PROBLEM: Given the material below, output exactly the lines from the line with "F, read/sort side)." to the line with "joined (SPEC_FULL.md §5).", both ends included, and no other lines.

INPUT DATA:
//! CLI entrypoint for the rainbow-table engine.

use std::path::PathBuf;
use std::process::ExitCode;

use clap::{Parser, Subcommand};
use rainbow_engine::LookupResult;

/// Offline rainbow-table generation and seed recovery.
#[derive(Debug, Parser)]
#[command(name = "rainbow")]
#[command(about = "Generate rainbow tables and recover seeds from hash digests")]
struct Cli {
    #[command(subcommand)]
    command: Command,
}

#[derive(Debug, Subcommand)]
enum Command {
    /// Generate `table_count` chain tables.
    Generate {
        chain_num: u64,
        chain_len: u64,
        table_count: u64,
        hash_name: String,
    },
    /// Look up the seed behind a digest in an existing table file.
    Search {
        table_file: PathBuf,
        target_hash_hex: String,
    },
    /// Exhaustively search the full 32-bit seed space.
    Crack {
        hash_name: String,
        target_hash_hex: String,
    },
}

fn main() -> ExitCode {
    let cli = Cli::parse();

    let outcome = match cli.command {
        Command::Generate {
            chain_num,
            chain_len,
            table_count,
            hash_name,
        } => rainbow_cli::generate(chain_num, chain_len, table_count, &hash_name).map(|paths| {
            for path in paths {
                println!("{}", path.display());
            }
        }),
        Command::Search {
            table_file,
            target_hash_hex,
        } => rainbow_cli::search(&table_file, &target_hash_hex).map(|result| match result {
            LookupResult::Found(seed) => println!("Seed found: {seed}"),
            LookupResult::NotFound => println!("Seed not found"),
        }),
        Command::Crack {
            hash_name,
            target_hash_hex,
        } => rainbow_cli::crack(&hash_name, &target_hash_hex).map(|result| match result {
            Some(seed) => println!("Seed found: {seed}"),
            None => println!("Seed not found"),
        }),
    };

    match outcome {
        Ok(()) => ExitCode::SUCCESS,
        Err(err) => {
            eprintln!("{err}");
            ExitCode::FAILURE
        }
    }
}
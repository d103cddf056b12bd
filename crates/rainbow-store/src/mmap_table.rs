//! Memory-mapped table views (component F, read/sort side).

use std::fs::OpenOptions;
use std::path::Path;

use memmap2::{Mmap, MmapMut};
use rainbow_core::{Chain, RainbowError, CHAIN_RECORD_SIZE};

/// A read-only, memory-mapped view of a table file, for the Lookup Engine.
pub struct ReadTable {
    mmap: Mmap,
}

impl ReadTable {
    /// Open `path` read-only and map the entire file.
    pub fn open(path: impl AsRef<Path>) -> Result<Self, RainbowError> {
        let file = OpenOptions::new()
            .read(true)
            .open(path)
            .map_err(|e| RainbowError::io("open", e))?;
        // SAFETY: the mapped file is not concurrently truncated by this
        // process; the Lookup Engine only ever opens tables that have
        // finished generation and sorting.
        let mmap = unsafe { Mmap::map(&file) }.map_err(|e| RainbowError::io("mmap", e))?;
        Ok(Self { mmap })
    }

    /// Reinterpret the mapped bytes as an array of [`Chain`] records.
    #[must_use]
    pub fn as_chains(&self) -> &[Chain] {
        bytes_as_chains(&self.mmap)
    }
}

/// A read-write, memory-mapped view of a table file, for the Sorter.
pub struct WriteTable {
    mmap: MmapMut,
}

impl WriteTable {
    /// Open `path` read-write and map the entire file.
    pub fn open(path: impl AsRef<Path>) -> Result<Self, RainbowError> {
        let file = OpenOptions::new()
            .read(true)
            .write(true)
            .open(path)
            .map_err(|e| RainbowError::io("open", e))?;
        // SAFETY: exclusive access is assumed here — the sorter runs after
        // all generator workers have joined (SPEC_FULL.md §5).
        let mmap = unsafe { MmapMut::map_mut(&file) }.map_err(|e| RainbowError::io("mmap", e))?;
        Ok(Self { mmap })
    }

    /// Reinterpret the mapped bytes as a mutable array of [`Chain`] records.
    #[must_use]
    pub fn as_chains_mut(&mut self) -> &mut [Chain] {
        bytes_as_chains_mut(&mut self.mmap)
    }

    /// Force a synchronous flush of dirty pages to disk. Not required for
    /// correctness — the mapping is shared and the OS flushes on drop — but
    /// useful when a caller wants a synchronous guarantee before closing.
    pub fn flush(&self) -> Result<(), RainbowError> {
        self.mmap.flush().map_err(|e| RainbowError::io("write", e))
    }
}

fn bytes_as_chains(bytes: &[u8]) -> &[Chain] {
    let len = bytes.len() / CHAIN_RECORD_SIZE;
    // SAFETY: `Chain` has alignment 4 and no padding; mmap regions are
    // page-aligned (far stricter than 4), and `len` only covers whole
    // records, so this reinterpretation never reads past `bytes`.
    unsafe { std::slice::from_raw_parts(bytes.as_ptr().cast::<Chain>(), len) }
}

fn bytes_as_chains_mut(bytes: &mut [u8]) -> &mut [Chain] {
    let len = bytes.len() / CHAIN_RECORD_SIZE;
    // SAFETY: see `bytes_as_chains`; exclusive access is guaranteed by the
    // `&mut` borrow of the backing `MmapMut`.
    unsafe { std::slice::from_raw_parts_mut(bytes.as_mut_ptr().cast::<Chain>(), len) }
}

EXPECTED OUTPUT:
//! Memory-mapped table views (component F, read/sort side).

use std::fs::OpenOptions;
use std::path::Path;

use memmap2::{Mmap, MmapMut};
use rainbow_core::{Chain, RainbowError, CHAIN_RECORD_SIZE};

/// A read-only, memory-mapped view of a table file, for the Lookup Engine.
pub struct ReadTable {
    mmap: Mmap,
}

impl ReadTable {
    /// Open `path` read-only and map the entire file.
    pub fn open(path: impl AsRef<Path>) -> Result<Self, RainbowError> {
        let file = OpenOptions::new()
            .read(true)
            .open(path)
            .map_err(|e| RainbowError::io("open", e))?;
        // SAFETY: the mapped file is not concurrently truncated by this
        // process; the Lookup Engine only ever opens tables that have
        // finished generation and sorting.
        let mmap = unsafe { Mmap::map(&file) }.map_err(|e| RainbowError::io("mmap", e))?;
        Ok(Self { mmap })
    }

    /// Reinterpret the mapped bytes as an array of [`Chain`] records.
    #[must_use]
    pub fn as_chains(&self) -> &[Chain] {
        bytes_as_chains(&self.mmap)
    }
}

/// A read-write, memory-mapped view of a table file, for the Sorter.
pub struct WriteTable {
    mmap: MmapMut,
}

impl WriteTable {
    /// Open `path` read-write and map the entire file.
    pub fn open(path: impl AsRef<Path>) -> Result<Self, RainbowError> {
        let file = OpenOptions::new()
            .read(true)
            .write(true)
            .open(path)
            .map_err(|e| RainbowError::io("open", e))?;
        // SAFETY: exclusive access is assumed here — the sorter runs after
        // all generator workers have joined (SPEC_FULL.md §5).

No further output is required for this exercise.